The mean age of the patients was 29.6±14.5 years (range: 1-74 years), with 239 female patients (52.5%) and 216 male patients (47.5%). Pregnant women and children <1 year of age were excluded. There were no patients with high HbA1c values in this group according to the chromatograms from the HPLC system. This study was approved by the ethics committee of the relevant institution (11.01.2023, 2022/514/241/1).
Blood Collection
Blood was collected after overnight fasting between 8:00 and 10:00 into Becton Dickinson 3-mL Vacutainer tubes containing 5.4 mg of K2EDTA (Lot 1023106; Becton, Dickinson and Company, Plymouth, UK).
Methods
Complete Blood Count (CBC) Analyses
CBC analyses were performed using the Sysmex XN 9000 system (Sysmex America, Mundelein, IL, USA). The Mentzer index was calculated by dividing the mean corpuscular value by red blood cell count [21].
High-performance Liquid Chromatography (HPLC)

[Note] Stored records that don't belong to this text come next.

#[derive(Debug, Clone, Copy, PartialEq, Eq, Default)]
pub struct Rect {
    pub x: u16,
    pub y: u16,
    pub width: u16,
    pub height: u16,
}

impl Rect {
    pub const fn new(x: u16, y: u16, width: u16, height: u16) -> Self {
        Self {
            x,
            y,
            width,
            height,
        }
    }

    pub const fn is_empty(&self) -> bool {
        self.width == 0 || self.height == 0
    }

    pub const fn right(&self) -> u16 {
        self.x.saturating_add(self.width)
    }

    pub const fn bottom(&self) -> u16 {
        self.y.saturating_add(self.height)
    }

    pub fn contains(&self, x: u16, y: u16) -> bool {
        x >= self.x && x < self.right() && y >= self.y && y < self.bottom()
    }
}
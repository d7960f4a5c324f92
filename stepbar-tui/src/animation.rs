//! The animation engine the presentation layer drives.
//!
//! Presentation code only talks to the [`Animator`] trait. Each animated
//! number gets an [`AnimationHandle`]; the engine moves it towards its target
//! as time is fed in through [`Animator::advance`]. Nothing here reads the
//! clock, so tests can step time by hand.

use std::collections::HashMap;
use std::time::Duration;

use log::trace;

use crate::spring::{Spring, SpringConfig};

/// Identifies one animated value inside an [`Animator`].
#[derive(Debug, Clone, Copy, PartialEq, Eq, Hash)]
pub struct AnimationHandle(u64);

/// An engine that interpolates numbers over time.
pub trait Animator {
    /// Start animating from `from` to `to`.
    fn animate(&mut self, from: f32, to: f32, config: SpringConfig) -> AnimationHandle;

    /// Point an animation at a new target, continuing from where it is now.
    fn retarget(&mut self, handle: AnimationHandle, to: f32);

    /// Current value, or `None` for an unknown handle.
    fn value(&self, handle: AnimationHandle) -> Option<f32>;

    /// True once the animation reached its target. Unknown handles are settled.
    fn is_settled(&self, handle: AnimationHandle) -> bool;

    /// Move every animation forward by `dt`.
    fn advance(&mut self, dt: Duration);

    /// Forget an animation.
    fn release(&mut self, handle: AnimationHandle);

    /// True while any animation is still moving.
    fn has_active(&self) -> bool;
}

/// Spring-physics [`Animator`].
#[derive(Debug, Default)]
pub struct SpringAnimator {
    springs: HashMap<AnimationHandle, Spring>,
    next_id: u64,
    /// Reduced motion flag - when true, animations land on their target instantly.
    reduced_motion: bool,
}

impl SpringAnimator {
    pub fn new() -> Self {
        Self::default()
    }

    /// Enable or disable reduced motion (accessibility).
    pub fn set_reduced_motion(&mut self, enabled: bool) {
        self.reduced_motion = enabled;
        if enabled {
            for spring in self.springs.values_mut() {
                spring.finish();
            }
        }
    }

    pub fn reduced_motion(&self) -> bool {
        self.reduced_motion
    }

    /// Number of live handles.
    pub fn len(&self) -> usize {
        self.springs.len()
    }

    pub fn is_empty(&self) -> bool {
        self.springs.is_empty()
    }
}

impl Animator for SpringAnimator {
    fn animate(&mut self, from: f32, to: f32, config: SpringConfig) -> AnimationHandle {
        let handle = AnimationHandle(self.next_id);
        self.next_id += 1;

        let mut spring = Spring::new(from, to, config);
        if self.reduced_motion {
            spring.finish();
        }
        trace!("Animation {:?}: {} -> {}", handle, from, to);
        self.springs.insert(handle, spring);
        handle
    }

    fn retarget(&mut self, handle: AnimationHandle, to: f32) {
        let Some(spring) = self.springs.get_mut(&handle) else {
            return;
        };
        spring.set_target(to);
        if self.reduced_motion {
            spring.finish();
        }
    }

    fn value(&self, handle: AnimationHandle) -> Option<f32> {
        self.springs.get(&handle).map(Spring::value)
    }

    fn is_settled(&self, handle: AnimationHandle) -> bool {
        self.springs
            .get(&handle)
            .is_none_or(|spring| spring.value() == spring.target() && spring.is_at_rest())
    }

    fn advance(&mut self, dt: Duration) {
        for spring in self.springs.values_mut() {
            spring.step(dt);
        }
    }

    fn release(&mut self, handle: AnimationHandle) {
        self.springs.remove(&handle);
    }

    fn has_active(&self) -> bool {
        self.springs.keys().any(|handle| !self.is_settled(*handle))
    }
}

HPLC analysis was performed with the Premier Resolution system (Premier Resolution, Kansas City, KS, USA) using cation exchange chromatography and spectrophotometric detection. The Hb fractions were identified according to their retention times, taking Hb-containing calibrators as reference for HbF, HbA, HbS, and HbC [13]. Screening was performed using the system’s Quick Scan assay (4 min), which measures HbF, HbA2, and HbA0 and flags abnormal peaks. In the presence of abnormal peaks, analysis was repeated with the high-resolution assay (8 min), with the system indicating abnormal hemoglobins for identification. Selected residual samples were reevaluated within 24 h using the CZE system. The adult reference ranges used in our laboratory were 97.0-99.0% for HbA, <2.0% for HbF, and 1.5%-3.5% for HbA2 as recommended by the manufacturer.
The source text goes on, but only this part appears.